インタビュー

UGK

真の王者はただひとり……なんて誰が決めたんだ!? サード・コーストが生んだ真打ち中の真打ち、ホンモノ中のホンモノがついに地上世界に侵攻してきたぜ!!

行動に移すことが大切なんだ


  南部サウンドの侵攻を無視できなくなった90年代末、嗅覚の鋭いジェイ・Zが“Big Pimpin'”でその力を借り、シーンのトップへと昇り詰めたT.I.が初心を忘れぬために“Front Back”で客演を依頼……と新旧のキングからも一目置かれてきた絶対的な存在、南部のリヴィング・レジェンドなコンビのUGKが完全復活を果たした。リリースが延びに延びていた、実に6年ぶりとなるオリジナル・アルバム『UGK : Underground Kingz』が、ようやく発表されたのだ! ひたすらストイックでハードボイルドな堅いフロウを聴かせるバン・Bと、トラックメイクもこなすファンクネス全開なフロウのピンプC。共にテキサス州ポートアーサー出身の2人から成るこのグループは、〈Underground Kingz〉という名前のとおり、日本では長きに渡ってアンダーグラウンドな存在として一部好事家の間に知られていたのだが、実際の活動歴はかなり長い。
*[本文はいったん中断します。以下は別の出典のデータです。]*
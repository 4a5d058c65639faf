// SPDX-License-Identifier: Apache-2.0

#![forbid(unsafe_code)]

pub mod config;
pub mod gcp;
pub mod http;
pub mod instances;
pub mod retry;
pub mod telemetry;

pub const CRATE_NAME: &str = "node-validator-server";

pub use config::{validate_startup_config, ConfigError, ServerConfig};
pub use gcp::GcpRestClient;
pub use http::{build_router, AppState, AuditLogEntry, WebhookPolicy};
pub use instances::{InstanceApi, InstanceRef};
pub use retry::{retry_async, RetryPolicy};
pub use telemetry::init_tracing;
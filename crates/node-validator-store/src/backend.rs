// SPDX-License-Identifier: Apache-2.0

use async_trait::async_trait;
use node_validator_core::ValidatorError;
use std::fmt::{Display, Formatter};

#[derive(Debug, Clone, Copy, PartialEq, Eq)]
#[non_exhaustive]
pub enum StoreErrorCode {
    NotFound,
    Network,
    Validation,
    Auth,
}

impl StoreErrorCode {
    #[must_use]
    pub const fn as_str(self) -> &'static str {
        match self {
            Self::NotFound => "not_found",
            Self::Network => "network_error",
            Self::Validation => "validation_error",
            Self::Auth => "auth_error",
        }
    }
}

#[derive(Debug, Clone, PartialEq, Eq)]
pub struct StoreError {
    pub code: StoreErrorCode,
    pub message: String,
}

impl StoreError {
    #[must_use]
    pub fn new(code: StoreErrorCode, message: impl Into<String>) -> Self {
        Self {
            code,
            message: message.into(),
        }
    }
}

impl Display for StoreError {
    fn fmt(&self, f: &mut Formatter<'_>) -> std::fmt::Result {
        write!(f, "{}: {}", self.code.as_str(), self.message)
    }
}

impl std::error::Error for StoreError {}

impl From<StoreError> for ValidatorError {
    fn from(err: StoreError) -> Self {
        ValidatorError::upstream("cloud_storage", err.to_string())
    }
}

/// Listing entry for one object.
#[derive(Debug, Clone, PartialEq, Eq)]
pub struct ObjectAttrs {
    pub name: String,
    pub size: u64,
    /// Base64 MD5 digest as reported by the store. Composite objects have none.
    pub md5_hash: Option<String>,
    pub crc32c: Option<String>,
}

impl ObjectAttrs {
    /// Content checksum used for cache keys; prefers MD5 and falls back to CRC32C.
    #[must_use]
    pub fn checksum(&self) -> Option<&str> {
        self.md5_hash.as_deref().or(self.crc32c.as_deref())
    }
}

#[async_trait]
pub trait ObjectStore: Send + Sync + 'static {
    fn backend_tag(&self) -> &'static str;

    async fn list_objects(&self, bucket: &str, prefix: &str)
        -> Result<Vec<ObjectAttrs>, StoreError>;

    async fn read_object(&self, bucket: &str, name: &str) -> Result<Vec<u8>, StoreError>;
}

#[cfg(test)]
mod tests {
    use super::*;

    #[test]
    fn store_errors_become_retryable_upstream_failures() {
        let err: ValidatorError =
            StoreError::new(StoreErrorCode::Network, "connection reset").into();
        assert!(err.is_retryable());
        assert_eq!(
            err.to_string(),
            "cloud_storage request failed: network_error: connection reset"
        );
    }

    #[test]
    fn checksum_prefers_md5() {
        let mut attrs = ObjectAttrs {
            name: "a.sh".to_string(),
            size: 3,
            md5_hash: Some("bWQ1".to_string()),
            crc32c: Some("Y3Jj".to_string()),
        };
        assert_eq!(attrs.checksum(), Some("bWQ1"));
        attrs.md5_hash = None;
        assert_eq!(attrs.checksum(), Some("Y3Jj"));
    }
}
「UGKは90、91年頃から活動を開始したんだ。最初は他にもメンバーがいて、いろんな理由でピンプCと俺で活動し続けることになったんだけど、当時のテキサスにはヒップホップ・シーンなんて存在しないに等しかった。その頃の唯一の音楽発信源ってのがラップ・ア・ロットだったんだ。もちろんDJスクリューとも仲の良い友人だったよ」(バン・B:以下同)。
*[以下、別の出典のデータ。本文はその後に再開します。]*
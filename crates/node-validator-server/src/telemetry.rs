// SPDX-License-Identifier: Apache-2.0

use tracing_subscriber::{layer::SubscriberExt, util::SubscriberInitExt, EnvFilter};

/// Install the global subscriber. `RUST_LOG` takes precedence over `default_level`.
pub fn init_tracing(default_level: &str, log_json: bool) {
    let filter =
        EnvFilter::try_from_default_env().unwrap_or_else(|_| EnvFilter::new(default_level));
    if log_json {
        tracing_subscriber::registry()
            .with(filter)
            .with(tracing_subscriber::fmt::layer().json())
            .init();
    } else {
        tracing_subscriber::registry()
            .with(filter)
            .with(tracing_subscriber::fmt::layer())
            .init();
    }
}
//! Filesystem snapshot backend: one JSON file per resource key.

use std::path::{Path, PathBuf};

use async_trait::async_trait;
use tokio::fs;

use super::SnapshotBackend;
use crate::error::StoreError;
use crate::types::ResourceKind;

/// Stores each collection as `<root>/<key>.json`.
///
/// Writes go through a sibling temp file plus rename, so a crash in the
/// middle of a write never leaves a torn snapshot behind.
pub struct FsBackend {
    root: PathBuf,
}

impl FsBackend {
    pub fn new(root: impl Into<PathBuf>) -> Self {
        Self { root: root.into() }
    }

    /// Conventional layout: one subdirectory per resource kind under the
    /// configured snapshot directory.
    pub fn for_kind(snapshot_dir: &Path, kind: ResourceKind) -> Self {
        Self::new(snapshot_dir.join(kind.as_str()))
    }

    pub fn root(&self) -> &Path {
        &self.root
    }
}

#[async_trait]
impl SnapshotBackend for FsBackend {
    async fn write(&self, key: &str, bytes: &[u8]) -> Result<(), StoreError> {
        fs::create_dir_all(&self.root).await?;

        let final_path = self.root.join(format!("{key}.json"));
        let tmp_path = self.root.join(format!("{key}.json.tmp"));

        fs::write(&tmp_path, bytes).await?;
        fs::rename(&tmp_path, &final_path).await?;
        Ok(())
    }

    async fn read_all(&self) -> Result<Vec<(String, Vec<u8>)>, StoreError> {
        let mut entries = match fs::read_dir(&self.root).await {
            Ok(entries) => entries,
            // No directory yet means nothing was ever persisted.
            Err(error) if error.kind() == std::io::ErrorKind::NotFound => return Ok(Vec::new()),
            Err(error) => return Err(error.into()),
        };

        let mut blobs = Vec::new();
        while let Some(entry) = entries.next_entry().await? {
            let path = entry.path();
            if path.extension().and_then(|ext| ext.to_str()) != Some("json") {
                continue;
            }
            let Some(stem) = path.file_stem().and_then(|stem| stem.to_str()) else {
                continue;
            };
            let bytes = fs::read(&path).await?;
            blobs.push((stem.to_string(), bytes));
        }

        Ok(blobs)
    }

    async fn remove(&self, key: &str) -> Result<(), StoreError> {
        let path = self.root.join(format!("{key}.json"));
        match fs::remove_file(&path).await {
            Ok(()) => Ok(()),
            Err(error) if error.kind() == std::io::ErrorKind::NotFound => Ok(()),
            Err(error) => Err(error.into()),
        }
    }
}
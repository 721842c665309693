//! Course announcement watcher.
//!
//! Announcements are course-wide, so one fetch per course serves every
//! registered user. Any user's session can read the board; the watcher
//! walks the course's users in directory order until one cookie works.

use std::sync::Arc;

use async_trait::async_trait;
use chrono::Utc;

use super::{
    apply_fetch, report_unauthorized, usable_credential, SnapshotOutcome, TickReport, WatchDeps,
    Watcher,
};
use crate::error::{FetchError, WatchResult};
use crate::events::UpdateEvent;
use crate::items::Announcement;
use crate::recency;
use crate::store::SnapshotStore;
use crate::traits::AnnouncementFetcher;
use crate::types::{CourseInfo, ResourceKey, ResourceKind, UserId};

pub struct AnnouncementWatcher {
    deps: WatchDeps,
    fetcher: Arc<dyn AnnouncementFetcher>,
    store: Arc<SnapshotStore<Announcement>>,
    window: chrono::Duration,
}

impl AnnouncementWatcher {
    pub fn new(
        deps: WatchDeps,
        fetcher: Arc<dyn AnnouncementFetcher>,
        store: Arc<SnapshotStore<Announcement>>,
        window: chrono::Duration,
    ) -> Self {
        Self {
            deps,
            fetcher,
            store,
            window,
        }
    }

    /// Fetch the course board with the first cookie that works.
    ///
    /// Users whose cookie is missing or fails validation are passed over
    /// silently. A rejected cookie is reported and the next user tried;
    /// a transient failure just moves on. `None` with no attempt made
    /// counts the course as skipped.
    async fn fetch_with_any_user(
        &self,
        course: &CourseInfo,
        users: &[UserId],
        report: &mut TickReport,
    ) -> Option<Vec<Announcement>> {
        let mut attempted = false;

        for user in users {
            let Some(credential) = usable_credential(self.deps.credentials.as_ref(), user).await
            else {
                continue;
            };
            attempted = true;

            match self.fetcher.fetch(&credential, &course.id).await {
                Ok(items) => {
                    report.fetched += 1;
                    return Some(items);
                }
                Err(FetchError::Unauthorized { user }) => {
                    report.unauthorized += 1;
                    report_unauthorized(
                        self.deps.credential_sink.as_ref(),
                        &user,
                        ResourceKind::Announcements,
                    )
                    .await;
                }
                Err(error) => {
                    report.transient_failures += 1;
                    tracing::warn!(
                        course_id = %course.id,
                        user = %user,
                        %error,
                        "announcement fetch failed; trying next user"
                    );
                }
            }
        }

        if !attempted {
            report.skipped += 1;
            tracing::debug!(course_id = %course.id, "no usable session cookie; skipping course");
        }
        None
    }

    fn emit_fresh(&self, course: &CourseInfo, fresh: Vec<Announcement>, report: &mut TickReport) {
        let now = Utc::now();
        for item in fresh {
            if recency::is_recent_announcement(&item, now, self.window) {
                report.events += 1;
                self.deps.bus.emit(UpdateEvent::Announcement {
                    course: course.clone(),
                    item,
                });
            } else {
                tracing::debug!(
                    course_id = %course.id,
                    announcement_id = %item.id,
                    "announcement outside the admission window; suppressed"
                );
            }
        }
    }
}

#[async_trait]
impl Watcher for AnnouncementWatcher {
    fn kind(&self) -> ResourceKind {
        ResourceKind::Announcements
    }

    async fn tick(&self) -> WatchResult<TickReport> {
        let mut report = TickReport::default();
        let courses = self.deps.directory.active_courses().await?;

        for course in courses {
            report.targets += 1;

            let users = self.deps.directory.active_users(&course.id).await?;
            if users.is_empty() {
                report.skipped += 1;
                continue;
            }

            let Some(fetched) = self.fetch_with_any_user(&course, &users, &mut report).await
            else {
                continue;
            };

            let key = ResourceKey::announcements(&course.id);
            match apply_fetch(self.store.as_ref(), &key, fetched).await {
                SnapshotOutcome::FirstSeen => {
                    tracing::info!(course_id = %course.id, "first announcement snapshot stored");
                }
                SnapshotOutcome::Unchanged => {}
                SnapshotOutcome::Changed { fresh } => {
                    self.emit_fresh(&course, fresh, &mut report);
                }
            }
        }

        Ok(report)
    }
}
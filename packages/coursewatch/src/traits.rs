//! Collaborator contracts the engine calls out through.
//!
//! Everything remote or host-owned sits behind these traits: target
//! enumeration, credential storage, and the platform fetches themselves.
//! The engine keeps only scheduling, snapshots, diffing, and emission.
//! Production implementations live in the host; scripted ones live in
//! [`testing`](crate::testing).

use async_trait::async_trait;

use crate::error::{DirectoryResult, FetchResult};
use crate::items::{Announcement, Grade, GradeFeedback, InboxForum, InboxPost};
use crate::types::{CourseId, CourseInfo, Credential, ForumId, UserId};

// ============================================================================
// DIRECTORY: which courses and users are being watched
// ============================================================================

/// Enumerates watch targets at the start of every tick.
///
/// Enumeration order is the processing order within a tick, and for
/// announcements also the credential fallback order.
#[async_trait]
pub trait Directory: Send + Sync {
    /// Courses with at least one registered user.
    async fn active_courses(&self) -> DirectoryResult<Vec<CourseInfo>>;

    /// Registered users of one course, preferred credential owner first.
    async fn active_users(&self, course: &CourseId) -> DirectoryResult<Vec<UserId>>;

    /// Every registered user across all courses.
    async fn all_active_users(&self) -> DirectoryResult<Vec<UserId>>;
}

// ============================================================================
// CREDENTIALS: resolved session cookies
// ============================================================================

/// Hands out resolved session cookies.
///
/// `None` means no session is on file for that user; the caller skips
/// the target silently. Resolution and refresh are entirely the host's
/// concern.
#[async_trait]
pub trait CredentialResolver: Send + Sync {
    async fn cookie_for(&self, user: &UserId) -> Option<Credential>;
}

/// Receives invalidation reports when the remote system rejects a cookie.
///
/// The engine only reports; whatever re-authentication flow follows is
/// outside it.
#[async_trait]
pub trait CredentialSink: Send + Sync {
    async fn report_invalid(&self, user: &UserId, reason: &str);
}

// ============================================================================
// FETCHERS: one opaque remote call per resource type
// ============================================================================

#[async_trait]
pub trait AnnouncementFetcher: Send + Sync {
    /// All current announcements of a course, platform order preserved.
    async fn fetch(
        &self,
        credential: &Credential,
        course: &CourseId,
    ) -> FetchResult<Vec<Announcement>>;
}

#[async_trait]
pub trait GradeFetcher: Send + Sync {
    /// All grade entries of one user in one course, drafts included.
    async fn fetch(
        &self,
        credential: &Credential,
        course: &CourseId,
        user: &UserId,
    ) -> FetchResult<Vec<Grade>>;

    /// Full feedback for one grade, fetched right before emission.
    async fn fetch_feedback(
        &self,
        credential: &Credential,
        course: &CourseId,
        grade_id: &str,
    ) -> FetchResult<GradeFeedback>;
}

#[async_trait]
pub trait InboxFetcher: Send + Sync {
    /// The user's forum overview with unread counters.
    async fn forums(
        &self,
        credential: &Credential,
        user: &UserId,
    ) -> FetchResult<Vec<InboxForum>>;

    /// Every post of one forum.
    async fn posts(
        &self,
        credential: &Credential,
        user: &UserId,
        forum: &ForumId,
    ) -> FetchResult<Vec<InboxPost>>;
}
 2002年にピンプが投獄されたことで活動停止を余儀なくされてしまった彼らだが、その間もバン・Bが孤軍奮闘することでサウス・シーンの地位向上に大きく貢献し、結果的に彼らへのプロップは年を追うごとに高まっていった。

「俺がクールG・ラップやビッグ・ダディ・ケインに影響を受けて尊敬しているように、若い連中も俺たちをリスペクトしてくれてるんだと思う。自分の信念をしっかり持って地元をレペゼンしていたり、自分に正直に生きてるヤツなら、俺はリスペクトするんだ。だからラフィ・タフィ(D4L)からT.I.まで誇りに思ってるよ」。

 しかしシーン全体が盛り上がるにつれて、そのムーヴメントに便乗してくるような生半可な輩も現れてくるし、シーン内でビーフなどのトラブルが発生してくるのも現実だ。ピンプCがサウスにおけるビーフ事情を憂う“Knockin' Doorz Down”を昨年発表したことも記憶に新しい。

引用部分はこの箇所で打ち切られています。